As an undergraduate, I learned from John Donne’s Holy Sonnet 14 just how daunting, beautiful, provocative, and comforting poetry can be. The prayer-in-verse is below. Below that, for those who want it, is a paraphrase—not to touch its boundless nuances, but to bridge toward Donne’s unfamiliar language. (Of course, I add the numbering only to help associate the lines of the paraphrase with the lines of the poem itself.)
John Donne’s Holy Sonnet 14:
(1) Batter my heart, three-person’d God, for you
(2) As yet but knock, breathe, shine, and seek to mend;
(3) That I may rise and stand, o’erthrow me, and bend
(4) Your force to break, blow, burn, and make me new.
(5) I, like an usurp’d town to’another due,
(6) Labor to’admit you, but oh, to no end;
(7) Reason, your viceroy in me, me should defend,
(8) But is captiv’d, and proves weak or untrue.
(9) Yet dearly’I love you, and would be lov’d fain,
(10) But am betroth’d unto your enemy;
(11) Divorce me,’untie or break that knot again,
(12) Take me to you, imprison me, for I,
(13) Except you’enthrall me, never shall be free,
(14) Nor ever chaste, except you ravish me.
c. 1609
My paraphrase:
(1) Break down the barriers to ruling my heart completely, God, because
(2) so far you have only politely knocked, gently breathed, lightly shined, and patiently sought to fix me.
(3) But if I am ever to be a mature disciple, You will have to completely overpower me.

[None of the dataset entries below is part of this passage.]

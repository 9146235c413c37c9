use std::path::PathBuf;
use std::str::FromStr;
use std::time::Duration;

use crate::analyzer::Thresholds;
use crate::errors::ConfigError;
use crate::transport::RetryPolicy;

/// Which analyzer strategy to run. Resolved once at startup, never per call.
#[derive(Debug, Clone, Copy, PartialEq, Eq)]
pub enum AnalyzerKind {
    Mock,
    Llm,
}

impl AnalyzerKind {
    pub fn label(&self) -> &'static str {
        match self {
            AnalyzerKind::Mock => "mock",
            AnalyzerKind::Llm => "llm",
        }
    }
}

/// Application configuration loaded from environment variables.
/// Validation failures here are the only fatal errors: the process refuses
/// to start before any candidate is touched.
#[derive(Debug, Clone)]
pub struct Config {
    /// The hiring brief for this run.
    pub brief: String,
    /// Crawler capability endpoint.
    pub crawler_url: String,
    /// Present iff the analyzer runs in LLM mode.
    pub anthropic_api_key: Option<String>,
    pub analyzer: AnalyzerKind,
    pub store_path: PathBuf,
    pub concurrency: usize,
    /// Result cap per search.
    pub page_size: usize,
    pub thresholds: Thresholds,
    pub retry: RetryPolicy,
    /// Delay between crawler page fetches.
    pub politeness_delay: Duration,
    /// Optional replacement vocabulary for the heuristic interpreter.
    pub vocabulary_file: Option<PathBuf>,
    pub rust_log: String,
}

impl Config {
    pub fn from_env() -> Result<Self, ConfigError> {
        dotenvy::dotenv().ok(); // load .env if present; ignore if missing

        let brief = load_brief()?;
        let analyzer = parse_analyzer_kind(&env_or("SCREENER_MODE", "mock"))?;

        let anthropic_api_key = std::env::var("ANTHROPIC_API_KEY").ok();
        if analyzer == AnalyzerKind::Llm && anthropic_api_key.is_none() {
            // Never attempt silent network calls without credentials.
            return Err(ConfigError::MissingVar("ANTHROPIC_API_KEY".to_string()));
        }

        let thresholds = Thresholds {
            high: parse_env("SCREENER_MATCH_THRESHOLD", Thresholds::default().high)?,
            low: parse_env("SCREENER_CONDITIONAL_THRESHOLD", Thresholds::default().low)?,
        };
        thresholds.validate()?;

        let defaults = RetryPolicy::default();
        let retry = RetryPolicy {
            max_attempts: parse_env("SCREENER_RETRY_MAX_ATTEMPTS", defaults.max_attempts)?,
            base_backoff: Duration::from_millis(parse_env(
                "SCREENER_RETRY_BASE_MS",
                defaults.base_backoff.as_millis() as u64,
            )?),
            multiplier: parse_env("SCREENER_RETRY_MULTIPLIER", defaults.multiplier)?,
            jitter: parse_env("SCREENER_RETRY_JITTER", defaults.jitter)?,
            attempt_timeout: Duration::from_millis(parse_env(
                "SCREENER_ATTEMPT_TIMEOUT_MS",
                defaults.attempt_timeout.as_millis() as u64,
            )?),
            max_total_delay: Duration::from_millis(parse_env(
                "SCREENER_RETRY_BUDGET_MS",
                defaults.max_total_delay.as_millis() as u64,
            )?),
        };
        validate_retry(&retry)?;

        let concurrency: usize = parse_env("SCREENER_CONCURRENCY", 4)?;
        if concurrency == 0 {
            return Err(ConfigError::Invalid {
                key: "SCREENER_CONCURRENCY".to_string(),
                reason: "must be at least 1".to_string(),
            });
        }
        let page_size: usize = parse_env("SCREENER_PAGE_SIZE", 20)?;
        if page_size == 0 {
            return Err(ConfigError::Invalid {
                key: "SCREENER_PAGE_SIZE".to_string(),
                reason: "must be at least 1".to_string(),
            });
        }

        Ok(Config {
            brief,
            crawler_url: require_env("SCREENER_CRAWLER_URL")?,
            anthropic_api_key,
            analyzer,
            store_path: PathBuf::from(env_or("SCREENER_STORE_PATH", "results.jsonl")),
            concurrency,
            page_size,
            thresholds,
            retry,
            politeness_delay: Duration::from_millis(parse_env("SCREENER_POLITENESS_MS", 1000u64)?),
            vocabulary_file: std::env::var("SCREENER_VOCABULARY_FILE")
                .ok()
                .map(PathBuf::from),
            rust_log: env_or("RUST_LOG", "info"),
        })
    }
}

/// The brief comes from a file (`SCREENER_BRIEF_FILE`) or inline
/// (`SCREENER_BRIEF`); the file wins when both are set.
fn load_brief() -> Result<String, ConfigError> {
    if let Ok(path) = std::env::var("SCREENER_BRIEF_FILE") {
        return std::fs::read_to_string(&path).map_err(|e| ConfigError::Invalid {
            key: "SCREENER_BRIEF_FILE".to_string(),
            reason: format!("cannot read {path}: {e}"),
        });
    }
    require_env("SCREENER_BRIEF")
}

fn parse_analyzer_kind(raw: &str) -> Result<AnalyzerKind, ConfigError> {
    match raw.trim().to_lowercase().as_str() {
        "mock" => Ok(AnalyzerKind::Mock),
        "llm" => Ok(AnalyzerKind::Llm),
        other => Err(ConfigError::Invalid {
            key: "SCREENER_MODE".to_string(),
            reason: format!("expected 'mock' or 'llm', got '{other}'"),
        }),
    }
}

fn validate_retry(retry: &RetryPolicy) -> Result<(), ConfigError> {
    if retry.max_attempts == 0 {
        return Err(ConfigError::Invalid {
            key: "SCREENER_RETRY_MAX_ATTEMPTS".to_string(),
            reason: "must be at least 1".to_string(),
        });
    }
    if !(0.0..1.0).contains(&retry.jitter) {
        return Err(ConfigError::Invalid {
            key: "SCREENER_RETRY_JITTER".to_string(),
            reason: format!("must be in [0, 1), got {}", retry.jitter),
        });
    }
    if retry.multiplier < 1.0 {
        return Err(ConfigError::Invalid {
            key: "SCREENER_RETRY_MULTIPLIER".to_string(),
            reason: format!("must be >= 1, got {}", retry.multiplier),
        });
    }
    Ok(())
}

fn require_env(key: &str) -> Result<String, ConfigError> {
    std::env::var(key).map_err(|_| ConfigError::MissingVar(key.to_string()))
}

fn env_or(key: &str, default: &str) -> String {
    std::env::var(key).unwrap_or_else(|_| default.to_string())
}

/// Parses an optional environment variable, falling back to the default.
fn parse_env<T>(key: &str, default: T) -> Result<T, ConfigError>
where
    T: FromStr,
    T::Err: std::fmt::Display,
{
    match std::env::var(key) {
        Ok(raw) => raw.trim().parse::<T>().map_err(|e| ConfigError::Invalid {
            key: key.to_string(),
            reason: format!("cannot parse '{raw}': {e}"),
        }),
        Err(_) => Ok(default),
    }
}

#[cfg(test)]
mod tests {
    use super::*;

    #[test]
    fn test_parse_analyzer_kind() {
        assert_eq!(parse_analyzer_kind("mock").unwrap(), AnalyzerKind::Mock);
        assert_eq!(parse_analyzer_kind(" LLM ").unwrap(), AnalyzerKind::Llm);
        assert!(parse_analyzer_kind("hybrid").is_err());
    }

    #[test]
    fn test_validate_retry_bounds() {
        let mut retry = RetryPolicy::default();
        assert!(validate_retry(&retry).is_ok());

        retry.jitter = 1.5;
        assert!(validate_retry(&retry).is_err());

        retry = RetryPolicy {
            max_attempts: 0,
            ..RetryPolicy::default()
        };
        assert!(validate_retry(&retry).is_err());

        retry = RetryPolicy {
            multiplier: 0.5,
            ..RetryPolicy::default()
        };
        assert!(validate_retry(&retry).is_err());
    }

    #[test]
    fn test_analyzer_kind_labels() {
        assert_eq!(AnalyzerKind::Mock.label(), "mock");
        assert_eq!(AnalyzerKind::Llm.label(), "llm");
    }
}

You will have to turn
(4) Your mighty power not just to knock, but to break down the door; not just to breathe but to blow mightily; not just to shine a light, but to burn with fire; and not just to fix me, but to make me brand new.
(5) I am like a town being ruled unjustly by someone else’s authority and owing whatever I have to someone else.
(6) I try to open the gate to my city and let you in, but I cannot overcome the wrongful authority and so nothing changes. I continue to be ruled by something other than You.
(7) My mind and the truth ought to be able to keep me safe from error,
(8) But even they are prisoners of my failed condition. So reason itself falters or even fails, and I am still sin’s prisoner.
(9) Still, my deepest love is committed to You, and I would gladly be completely consumed by Your love.
(10) But my most abiding obligation is to the one I want to escape, your enemy.
(11) Break off my relationship with the deceiver. Either patiently untangle me from him, or just cleanly cut the knot in one stroke, as you did when you first drew me to You.
(12) Then, take me with You. Make me Your prisoner. Because
(13) Unless you do–unless you mesmerize me–I will never be free from this enemy, from sin. Only in Your prison will I be free.
(14) I am desperate because I realize I will not be clean and innocent unless you violate my freedom and force me to be Yours.
414 years hence, may we desire God’s will as Donne.